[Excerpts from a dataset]
________________________________________

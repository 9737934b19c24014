//! SqliteStore - the SQLite-backed `DocumentStore`
//!
//! Async Cancellation Architecture:
//! Store queries run on blocking threads. When the caller drops the future
//! (for example because the engine's timeout elapsed), a DropGuard triggers a
//! CancellationToken and the database layer interrupts the running statement.

use crate::builder::{FulltextQuery, TermMatchQuery};
use crate::database::{Database, DatabaseError};
use crate::interface::{Document, DocumentStore, RawMatch, StoreError};
use once_cell::sync::Lazy;
use rusqlite::types::Value;
use std::path::Path;
use std::sync::Arc;
use tokio_util::sync::CancellationToken;

/// Global fallback Tokio runtime for when the store is driven outside any runtime context.
/// Shared across all SqliteStore instances and never dropped.
static FALLBACK_RUNTIME: Lazy<tokio::runtime::Runtime> = Lazy::new(|| {
    tokio::runtime::Builder::new_multi_thread()
        .worker_threads(2)
        .thread_name("sift-fallback")
        .enable_all()
        .build()
        .expect("Failed to create fallback tokio runtime")
});

/// RAII guard that cancels a token when dropped.
struct DropGuard {
    token: CancellationToken,
}

impl DropGuard {
    fn new(token: CancellationToken) -> Self {
        Self { token }
    }
}

impl Drop for DropGuard {
    fn drop(&mut self) {
        self.token.cancel();
    }
}

/// Document store over a pooled SQLite database
///
/// Concurrency Model:
/// - Database uses r2d2 connection pool (concurrent reads, no mutex blocking)
/// - Queries run on spawn_blocking threads and are interrupted when their future is dropped
#[derive(Clone)]
pub struct SqliteStore {
    db: Arc<Database>,
}

impl SqliteStore {
    pub fn open<P: AsRef<Path>>(path: P) -> Result<Self, DatabaseError> {
        Ok(Self::from_database(Arc::new(Database::open(path)?)))
    }

    pub fn open_in_memory() -> Result<Self, DatabaseError> {
        Ok(Self::from_database(Arc::new(Database::open_in_memory()?)))
    }

    pub fn from_database(db: Arc<Database>) -> Self {
        Self { db }
    }

    /// Shared handle to the underlying database (for the SQLite cache store)
    pub fn database(&self) -> Arc<Database> {
        Arc::clone(&self.db)
    }

    pub fn insert_document(&self, doc: &Document) -> Result<i64, DatabaseError> {
        self.db.insert_document(doc)
    }

    pub fn insert_documents(&self, docs: &[Document]) -> Result<Vec<i64>, DatabaseError> {
        self.db.insert_documents(docs)
    }

    pub fn fetch_documents_by_ids(&self, ids: &[i64]) -> Result<Vec<Document>, DatabaseError> {
        self.db.fetch_documents_by_ids(ids)
    }

    /// Get a tokio runtime handle - uses current runtime if available, otherwise global fallback
    fn runtime_handle(&self) -> tokio::runtime::Handle {
        tokio::runtime::Handle::try_current()
            .unwrap_or_else(|_| FALLBACK_RUNTIME.handle().clone())
    }

    async fn run(&self, sql: String, params: Vec<Value>) -> Result<Vec<RawMatch>, StoreError> {
        let token = CancellationToken::new();
        let _guard = DropGuard::new(token.clone());

        let runtime = self.runtime_handle();
        let runtime_for_closure = runtime.clone();
        let db = Arc::clone(&self.db);

        let handle = runtime.spawn_blocking(move || {
            db.run_match_query(&sql, params, &token, &runtime_for_closure)
        });

        match handle.await {
            Ok(Ok(rows)) => Ok(rows),
            Ok(Err(DatabaseError::Interrupted)) => Err(StoreError::Cancelled),
            Ok(Err(e)) => Err(StoreError::Database(e)),
            Err(join_error) => Err(StoreError::Task(join_error.to_string())),
        }
    }
}

#[async_trait::async_trait]
impl DocumentStore for SqliteStore {
    async fn query_by_fulltext(&self, query: &FulltextQuery) -> Result<Vec<RawMatch>, StoreError> {
        let (sql, params) = query.to_sql();
        self.run(sql, params).await
    }

    async fn query_by_term_match(&self, query: &TermMatchQuery) -> Result<Vec<RawMatch>, StoreError> {
        let (sql, params) = query.to_sql();
        self.run(sql, params).await
    }
}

________________________________________

## WORK TASK
Copy each line in the entries above where "Result" turns up.

## EXERCISE ANSWER
    pub fn open<P: AsRef<Path>>(path: P) -> Result<Self, DatabaseError> {
    pub fn open_in_memory() -> Result<Self, DatabaseError> {
    pub fn insert_document(&self, doc: &Document) -> Result<i64, DatabaseError> {
    pub fn insert_documents(&self, docs: &[Document]) -> Result<Vec<i64>, DatabaseError> {
    pub fn fetch_documents_by_ids(&self, ids: &[i64]) -> Result<Vec<Document>, DatabaseError> {
    async fn run(&self, sql: String, params: Vec<Value>) -> Result<Vec<RawMatch>, StoreError> {
    async fn query_by_fulltext(&self, query: &FulltextQuery) -> Result<Vec<RawMatch>, StoreError> {
    async fn query_by_term_match(&self, query: &TermMatchQuery) -> Result<Vec<RawMatch>, StoreError> {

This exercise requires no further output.